Raji KO lines model antigen loss and resist CAR-T cell–mediated cytotoxicity. (A) Schematic representation of CAR constructs targeting CD19, CD20, and CD22. (B) Flow cytometric analysis of isolated T cells confirmed the expression of T cell–specific markers and negligible expression of non–T cell markers. (C) Expression of T-cell activation markers on isolated T cells post 48 h of activation with CD3/CD28 beads. (D) Flow cytometry of GFP expression in T cells 48 h post-transduction. Histogram shown from one of three independent transductions using T cells from three different donors. (E–G) Viability of Raji KO lines assessed by bioluminescence following 16 h co-culture with CAR T cells expressing CAR19 (E), CAR20 (F) or CAR22 (G) at indicated effector-to-target (E:T) ratios.
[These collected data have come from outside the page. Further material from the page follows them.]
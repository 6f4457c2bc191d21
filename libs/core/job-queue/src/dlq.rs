//! Dead Letter Queue management
//!
//! Messages nacked without requeue are routed by the broker to the
//! dead-letter exchange and land on the DLQ, where they sit until the
//! 24h TTL expires or an operator intervenes. This module exposes the
//! inspection surface used by the admin UI.

use crate::broker::{BrokerDelivery, MessageBroker};
use crate::config::DeadLetterConfig;
use crate::error::{QueueError, QueueResult};
use crate::metrics;
use serde::Serialize;
use std::sync::Arc;
use std::time::Duration;
use tokio::time::Instant;
use tracing::{debug, warn};

/// Dead Letter Queue manager.
pub struct DeadLetterManager {
    broker: Arc<dyn MessageBroker>,
    config: DeadLetterConfig,
    peek_timeout: Duration,
}

/// DLQ statistics for the admin surface.
#[derive(Debug, Clone, Serialize)]
pub struct DeadLetterStats {
    pub queue: String,
    pub exchange: String,
    pub messages: u32,
    pub consumers: u32,
}

/// One inspected DLQ entry.
#[derive(Debug, Clone, Serialize)]
pub struct DeadLetterEntry {
    /// Message body, decoded as JSON when possible.
    pub payload: serde_json::Value,

    /// Correlated job record id, when the wire message carried one.
    pub job_id: Option<i64>,

    /// Routing key the message was dead-lettered with.
    pub routing_key: String,

    /// Dead-letter cycle count reported by the broker (`x-death`).
    pub death_count: Option<i64>,

    pub redelivered: bool,
}

impl DeadLetterManager {
    pub fn new(
        broker: Arc<dyn MessageBroker>,
        config: DeadLetterConfig,
        peek_timeout: Duration,
    ) -> Self {
        Self {
            broker,
            config,
            peek_timeout,
        }
    }

    /// The DLQ queue name.
    pub fn queue(&self) -> &str {
        &self.config.queue
    }

    /// Current DLQ depth.
    pub async fn stats(&self) -> QueueResult<DeadLetterStats> {
        let depth = self.broker.queue_depth(&self.config.queue).await?;
        metrics::gauge_dlq_depth(&self.config.queue, depth.messages);

        Ok(DeadLetterStats {
            queue: self.config.queue.clone(),
            exchange: self.config.exchange.clone(),
            messages: depth.messages,
            consumers: depth.consumers,
        })
    }

    /// Inspect up to `limit` DLQ messages without consuming them.
    ///
    /// Messages are fetched, decoded, then returned to the queue via
    /// negative-ack-with-requeue, so inspection is non-destructive (the
    /// relative order of inspected messages may change). The whole operation
    /// is bounded by the configured wall-clock budget; whatever was collected
    /// by the deadline is returned.
    pub async fn peek(&self, limit: usize) -> QueueResult<Vec<DeadLetterEntry>> {
        let deadline = Instant::now() + self.peek_timeout;
        let mut fetched: Vec<BrokerDelivery> = Vec::new();
        let mut fetch_error: Option<QueueError> = None;

        while fetched.len() < limit {
            let remaining = deadline.saturating_duration_since(Instant::now());
            if remaining.is_zero() {
                debug!(collected = fetched.len(), "DLQ peek hit its time budget");
                break;
            }

            match tokio::time::timeout(remaining, self.broker.fetch(&self.config.queue)).await {
                Ok(Ok(Some(delivery))) => fetched.push(delivery),
                Ok(Ok(None)) => break, // queue drained
                Ok(Err(err)) => {
                    fetch_error = Some(err);
                    break;
                }
                Err(_) => {
                    debug!(collected = fetched.len(), "DLQ peek hit its time budget");
                    break;
                }
            }
        }

        let entries = fetched.iter().map(decode_entry).collect();

        // Put everything back before reporting anything
        for delivery in fetched {
            if let Err(err) = delivery.nack(true).await {
                warn!(error = %err, "Failed to requeue DLQ message after inspection");
            }
        }

        match fetch_error {
            Some(err) => Err(err),
            None => Ok(entries),
        }
    }
}

fn decode_entry(delivery: &BrokerDelivery) -> DeadLetterEntry {
    let payload = serde_json::from_slice::<serde_json::Value>(&delivery.payload)
        .unwrap_or_else(|_| {
            serde_json::Value::String(String::from_utf8_lossy(&delivery.payload).into_owned())
        });
    let job_id = payload.get("job_id").and_then(|v| v.as_i64());

    DeadLetterEntry {
        payload,
        job_id,
        routing_key: delivery.routing_key.clone(),
        death_count: delivery.death_count,
        redelivered: delivery.redelivered,
    }
}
Percent live cells was calculated based on luminescence signal relative to target-only control and normalized to untransduced controls. CAR-T cells selectively eliminated WT Raji cells expressing the corresponding target antigen, while respective single, double, and triple KO lines remained resistant. K562 cells served as antigen negative control. Data are presented as mean ± SD for three independent biological replicates. Statistical analysis was performed using multiple unpaired t-tests (one per row) with Holm–Šidák correction for multiple comparisons (C) or by comparing area under the curve for each cell line group in an ordinary one-way ANOVA with Dunnett’s multiple comparisons test (E–G). ***, p < 0.001; ****, p < 0.0001; ns = not significant.